When you visit a route like https://verify.localhost.pomerium.io, Chrome should prompt you to select the newly imported certificate. If everything is correct, you'll be granted access.

chrome settings

import client certificate

enter certificate password

certificate list

choose client certificate

Upstream TLS

Upstream TLS ensures that Pomerium and your protected services authenticate each other. By default, Pomerium authenticates user traffic but does not require or verify the identity of the upstream service. For zero-trust consistency, the upstream service should also present a valid TLS certificate, and Pomerium can optionally present its own client certificate (mTLS) to the service.

How Pomerium verifies upstream services

  • Custom CA: Point Pomerium to a trusted certificate authority using tls_custom_ca_file or tls_upstream_server_name. This ensures Pomerium will only trust upstreams signed by your preferred internal CA or other recognized CAs.
  • Client Certificate: If required by the upstream, Pomerium can present its own certificate and key (tls_client_cert_file and tls_client_key_file) to complete an mTLS handshake.

Example: mkcert + OpenSSL

This guide demonstrates a proof-of-concept using mkcert to generate self-signed certificates and an OpenSSL s_server as the upstream application.

Prerequisites

  • A root CA created by mkcert (as above).
  • A Pomerium configuration already set up (in all-in-one mode).
  • openssl installed on your system.

Steps

  1. Create Upstream Certificates

    mkcert openssl.localhost
    mkcert -client "pomerium@localhost"

    Move the resulting files to appropriate locations (e.g., /etc/pomerium/) and adjust ownership as needed.

  2. Start an OpenSSL Server

    openssl s_server \
    -key ./openssl.localhost-key.pem \
    -cert ./openssl.localhost.pem \
    -accept 44330 \
    -www

    This listens on port 44330 for TLS connections.

  3. Configure a Pomerium Route

    - from: https://openssl.localhost.pomerium.io
    to: https://localhost:44330
    tls_upstream_server_name: openssl.localhost
    policy:
    - allow:
    or:
    - email:
    is: user@example.com

    Visiting https://openssl.localhost.pomerium.io should show the following notice in your browser:

    OpenSSL Upstream without client certificate verification

    “no client certificate available” indicates that Pomerium is connecting but not supplying a certificate to the upstream yet.
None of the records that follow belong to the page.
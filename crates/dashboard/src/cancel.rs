//! Cancellation token shared by a controller and its in-flight work.

use std::sync::Arc;
use std::sync::atomic::{AtomicBool, Ordering};

/// Tripped once when the owning controller is disposed.
///
/// Async operations check it before writing to the cache or emitting a
/// toast; anything that resolves after disposal is dropped.
#[derive(Debug, Clone, Default)]
pub struct CancelToken {
    cancelled: Arc<AtomicBool>,
}

impl CancelToken {
    #[must_use]
    pub fn new() -> Self {
        Self::default()
    }

    /// Trip the token. Idempotent.
    pub fn cancel(&self) {
        self.cancelled.store(true, Ordering::SeqCst);
    }

    #[must_use]
    pub fn is_cancelled(&self) -> bool {
        self.cancelled.load(Ordering::SeqCst)
    }
}
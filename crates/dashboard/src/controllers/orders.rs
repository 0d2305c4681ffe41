//! Order history of the signed-in customer.

use std::fmt;
use std::str::FromStr;
use std::sync::Arc;

use mapfood_core::entity::{Order, OrderPatch};
use mapfood_core::lifecycle::OrderAction;
use mapfood_core::query::{FILTER_ALL, QuerySnapshot, QueryState};
use mapfood_core::{OrderId, UserId};
use tracing::instrument;

use super::{Transition, open_transition, recheck};
use crate::api::{ApiError, BackendApi, CancelOrderRequest};
use crate::error::{FetchError, MutationError};
use crate::gate::{ConfirmationGate, GateOutcome};
use crate::listing::{FetchOutcome, ListingController, ListingSource, Page};
use crate::mutation::{Mutation, MutationOutcome, Reconcile};
use crate::notify::Notifier;
use crate::session::CurrentUser;

const TAB: &str = "tab";

/// Tabs of the order history page.
#[derive(Debug, Clone, Copy, PartialEq, Eq, Default)]
pub enum OrderTab {
    #[default]
    All,
    /// Orders that can still move forward.
    Unfinished,
    /// Delivered or cancelled.
    Completed,
}

impl OrderTab {
    #[must_use]
    pub const fn as_str(self) -> &'static str {
        match self {
            Self::All => FILTER_ALL,
            Self::Unfinished => "unfinished",
            Self::Completed => "completed",
        }
    }

    /// Whether `order` is listed under this tab.
    #[must_use]
    pub const fn contains(self, order: &Order) -> bool {
        match self {
            Self::All => true,
            Self::Unfinished => order.is_unfinished(),
            Self::Completed => !order.is_unfinished(),
        }
    }
}

impl fmt::Display for OrderTab {
    fn fmt(&self, f: &mut fmt::Formatter<'_>) -> fmt::Result {
        f.write_str(self.as_str())
    }
}

impl FromStr for OrderTab {
    type Err = String;

    fn from_str(s: &str) -> Result<Self, Self::Err> {
        match s {
            FILTER_ALL => Ok(Self::All),
            "unfinished" => Ok(Self::Unfinished),
            "completed" => Ok(Self::Completed),
            other => Err(format!("unknown order tab: {other}")),
        }
    }
}

/// Every order of one customer.
pub struct OrderSource<B> {
    api: Arc<B>,
    user: UserId,
}

impl<B: BackendApi> ListingSource<Order> for OrderSource<B> {
    const LOCAL_QUERY: bool = true;

    async fn fetch(&self, _query: &QuerySnapshot) -> Result<Page<Order>, ApiError> {
        let orders = self.api.order_history(&self.user).await?;
        Ok(Page::single(orders))
    }

    fn matches(item: &Order, query: &QuerySnapshot) -> bool {
        query
            .filter(TAB)
            .and_then(|tab| tab.parse::<OrderTab>().ok())
            .unwrap_or_default()
            .contains(item)
    }
}

pub struct OrdersController<B: BackendApi> {
    api: Arc<B>,
    listing: ListingController<Order, OrderSource<B>>,
    cancel: ConfirmationGate<Transition<Order>>,
}

impl<B: BackendApi> OrdersController<B> {
    #[must_use]
    pub fn new(api: Arc<B>, user: &CurrentUser, notifier: Arc<dyn Notifier>) -> Self {
        let source = OrderSource {
            api: api.clone(),
            user: user.id.clone(),
        };
        Self {
            listing: ListingController::new(
                source,
                QueryState::new().with_filter(TAB, FILTER_ALL),
                notifier,
            ),
            api,
            cancel: ConfirmationGate::new(),
        }
    }

    pub const fn listing(&self) -> &ListingController<Order, OrderSource<B>> {
        &self.listing
    }

    pub const fn cancel_gate(&self) -> &ConfirmationGate<Transition<Order>> {
        &self.cancel
    }

    /// Switch tabs; never refetches.
    ///
    /// # Errors
    ///
    /// Never fails in practice; tabs are applied in memory.
    pub async fn select_tab(&self, tab: OrderTab) -> Result<FetchOutcome, FetchError> {
        self.listing.set_filter(TAB, tab.as_str()).await
    }

    /// Currently selected tab.
    pub async fn tab(&self) -> OrderTab {
        self.listing
            .query()
            .await
            .filter(TAB)
            .and_then(|tab| tab.parse().ok())
            .unwrap_or_default()
    }

    /// Open the cancel confirmation for `id`.
    ///
    /// # Errors
    ///
    /// `InvalidTransition` unless the order is awaiting payment, `NotLoaded`
    /// when the order is unknown, `InFlight` while another cancellation is
    /// being confirmed.
    #[instrument(skip(self), fields(order_id = %id))]
    pub async fn request_cancel(&self, id: &OrderId) -> Result<Transition<Order>, MutationError> {
        open_transition(
            &self.listing,
            &self.cancel,
            id,
            Some(OrderAction::Cancel),
            |order: &Order| order.order_code.clone(),
        )
        .await
    }

    pub fn dismiss_cancel(&self) -> bool {
        self.cancel.cancel()
    }

    /// Send the pending cancellation with an optional reason.
    #[instrument(skip(self, reason))]
    pub async fn confirm_cancel(
        &self,
        reason: Option<&str>,
    ) -> GateOutcome<Result<MutationOutcome, MutationError>> {
        let request = CancelOrderRequest::new(reason);
        self.cancel
            .confirm(|pending| async move {
                let (_, next) = recheck(&self.listing, &pending).await?;
                let patch = OrderPatch { status: Some(next) };
                let mutation = Mutation::new(pending.id.clone(), Reconcile::Patch(patch))
                    .with_messages(
                        format!("Order {} cancelled", pending.label),
                        format!("Could not cancel order {}", pending.label),
                    );
                self.listing
                    .mutate(mutation, self.api.cancel_order(&pending.id, &request))
                    .await
            })
            .await
    }

    pub fn dispose(&self) {
        self.listing.dispose();
    }
}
  4. Require mTLS on the Upstream
    Restart the OpenSSL server with -Verify 1:

    openssl s_server \
    -Verify 1 \
    -key ./openssl.localhost-key.pem \
    -cert ./openssl.localhost.pem \
    -accept 44330 \
    -www

    Now the upstream expects a client certificate from its connection peer.

  5. Provide Pomerium's Client Certificate
    Update the route to include:

    tls_client_cert_file: /etc/pomerium/pomerium@localhost-client.pem
    tls_client_key_file: /etc/pomerium/pomerium@localhost-client-key.pem

    Refresh https://openssl.localhost.pomerium.io. The OpenSSL server's output should now show a validated client certificate from Pomerium.

More Resources

With both downstream TLS and upstream TLS in place, Pomerium ensures secure connections at every hop—users prove their identity to Pomerium, and Pomerium proves its identity to the protected services (and vice versa, if the service requires a client certificate). This consistent end-to-end encryption and mutual authentication is a key building block for a robust zero-trust architecture.